• Task prompt
Reproduce exactly the line that contains "#[derive(Debug, Clone, Copy, PartialEq, Eq, PartialOrd, Ord)]" and all lines that follow it in the records below, ending with the last one.

╭─ Record extracts

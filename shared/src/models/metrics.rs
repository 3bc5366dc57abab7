//! Dashboard metrics derived from saved roast profiles

use serde::{Deserialize, Serialize};

use super::roast::{RoastLevel, RoastProfile};

/// Summary cards on the dashboard
#[derive(Debug, Clone, PartialEq, Serialize, Deserialize)]
#[serde(rename_all = "camelCase")]
pub struct DashboardMetrics {
    pub profile_sum: usize,
    pub most_roast_level: Option<RoastLevel>,
    pub recent_profile: String,
    pub max_drop_temperature: f64,
}

/// Compute metrics over profiles ordered newest first.
///
/// Returns `None` for an empty list. Ties for the most common roast level go
/// to the level seen first.
pub fn calculate_metrics(profiles: &[RoastProfile]) -> Option<DashboardMetrics> {
    let most_recent = profiles.first()?;

    let mut counts: Vec<(RoastLevel, usize)> = Vec::new();
    for level in profiles.iter().filter_map(|p| p.roast_level) {
        match counts.iter_mut().find(|(l, _)| *l == level) {
            Some((_, count)) => *count += 1,
            None => counts.push((level, 1)),
        }
    }
    let most_roast_level = counts
        .iter()
        .fold(None::<(RoastLevel, usize)>, |best, &(level, count)| match best {
            Some((_, best_count)) if best_count >= count => best,
            _ => Some((level, count)),
        })
        .map(|(level, _)| level);

    let max_drop_temperature = profiles
        .iter()
        .map(|p| p.drop_temperature)
        .fold(0.0_f64, f64::max);

    let recent_profile = if most_recent.name.is_empty() {
        "Unknown".to_string()
    } else {
        most_recent.name.clone()
    };

    Some(DashboardMetrics {
        profile_sum: profiles.len(),
        most_roast_level,
        recent_profile,
        max_drop_temperature,
    })
}
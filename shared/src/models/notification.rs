//! Operator-facing notifications

use serde::{Deserialize, Serialize};

/// Notification severity
#[derive(Debug, Clone, Copy, PartialEq, Eq, Serialize, Deserialize)]
#[serde(rename_all = "snake_case")]
pub enum Severity {
    Info,
    Success,
    Warning,
    Error,
}

/// A toast or alert for the operator
#[derive(Debug, Clone, PartialEq, Serialize, Deserialize)]
#[serde(rename_all = "camelCase")]
pub struct Notification {
    pub severity: Severity,
    pub title: String,
    pub body: String,
    /// `false` keeps the alert on screen until the operator dismisses it
    pub auto_dismiss: bool,
}

impl Notification {
    pub fn new(severity: Severity, title: impl Into<String>, body: impl Into<String>) -> Self {
        Self {
            severity,
            title: title.into(),
            body: body.into(),
            auto_dismiss: true,
        }
    }

    pub fn info(title: impl Into<String>, body: impl Into<String>) -> Self {
        Self::new(Severity::Info, title, body)
    }

    pub fn success(title: impl Into<String>, body: impl Into<String>) -> Self {
        Self::new(Severity::Success, title, body)
    }

    pub fn warning(title: impl Into<String>, body: impl Into<String>) -> Self {
        Self::new(Severity::Warning, title, body)
    }

    pub fn error(title: impl Into<String>, body: impl Into<String>) -> Self {
        Self::new(Severity::Error, title, body)
    }

    /// Require manual dismissal
    pub fn persistent(mut self) -> Self {
        self.auto_dismiss = false;
        self
    }
}
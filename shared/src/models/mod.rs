//! Domain models for the roast companion

mod manual;
mod metrics;
mod notification;
mod realtime;
mod roast;
mod session;

pub use manual::*;
pub use metrics::*;
pub use notification::*;
pub use realtime::*;
pub use roast::*;
pub use session::*;
//! Auto-roast phase machine
//!
//! preheating → drying → firstCrack → development → (finish) → idle, with at
//! most one confirmation dialog open at a time. Threshold rules are
//! evaluated on temperature readings and clock ticks; none of them run while
//! a dialog is open.

use std::collections::BTreeSet;
use std::time::Duration;

use super::detector::TurningPointDetector;
use super::interlock::{InterlockReport, SafetyInterlock};
use super::{Deferred, Effect, Effects, RoastEvent, RoastSettings, SafetySettings};
use crate::error::{RoastError, RoastResult};
use crate::models::{
    Modal, Notification, RealtimeField, RoastPlan, RoastSnapshot, RoastStatus,
};
use crate::types::{TempHistory, TempSample};
use crate::validation::{validate_pre_heat_target, validate_roast_plan};

/// One-shot rules tracked per phase entry
#[derive(Debug, Clone, Copy, PartialEq, Eq, PartialOrd, Ord)]
pub enum PhaseEvent {
    PreHeatReached,
    DryingComplete,
    FirstCrackComplete,
    DropReached,
    RoastPlanPrompted,
}

#[derive(Debug)]
pub struct AutoRoast {
    settings: RoastSettings,
    /// Generation counter; deferred actions from older sessions are dropped
    session: u64,
    status: RoastStatus,
    heater: bool,
    motor: bool,
    pid_control: bool,
    temperature: f64,
    elapsed: u32,
    pre_heat_target: f64,
    plan: Option<RoastPlan>,
    turning_point: Option<f64>,
    /// Turning point latched while another dialog was open
    turning_point_pending: bool,
    modal: Option<Modal>,
    notified: BTreeSet<PhaseEvent>,
    detector: TurningPointDetector,
    interlock: SafetyInterlock,
    history: TempHistory,
}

╰─

• Exercise result
#[derive(Debug, Clone, Copy, PartialEq, Eq, PartialOrd, Ord)]
pub enum PhaseEvent {
    PreHeatReached,
    DryingComplete,
    FirstCrackComplete,
    DropReached,
    RoastPlanPrompted,
}

#[derive(Debug)]
pub struct AutoRoast {
    settings: RoastSettings,
    /// Generation counter; deferred actions from older sessions are dropped
    session: u64,
    status: RoastStatus,
    heater: bool,
    motor: bool,
    pid_control: bool,
    temperature: f64,
    elapsed: u32,
    pre_heat_target: f64,
    plan: Option<RoastPlan>,
    turning_point: Option<f64>,
    /// Turning point latched while another dialog was open
    turning_point_pending: bool,
    modal: Option<Modal>,
    notified: BTreeSet<PhaseEvent>,
    detector: TurningPointDetector,
    interlock: SafetyInterlock,
    history: TempHistory,
}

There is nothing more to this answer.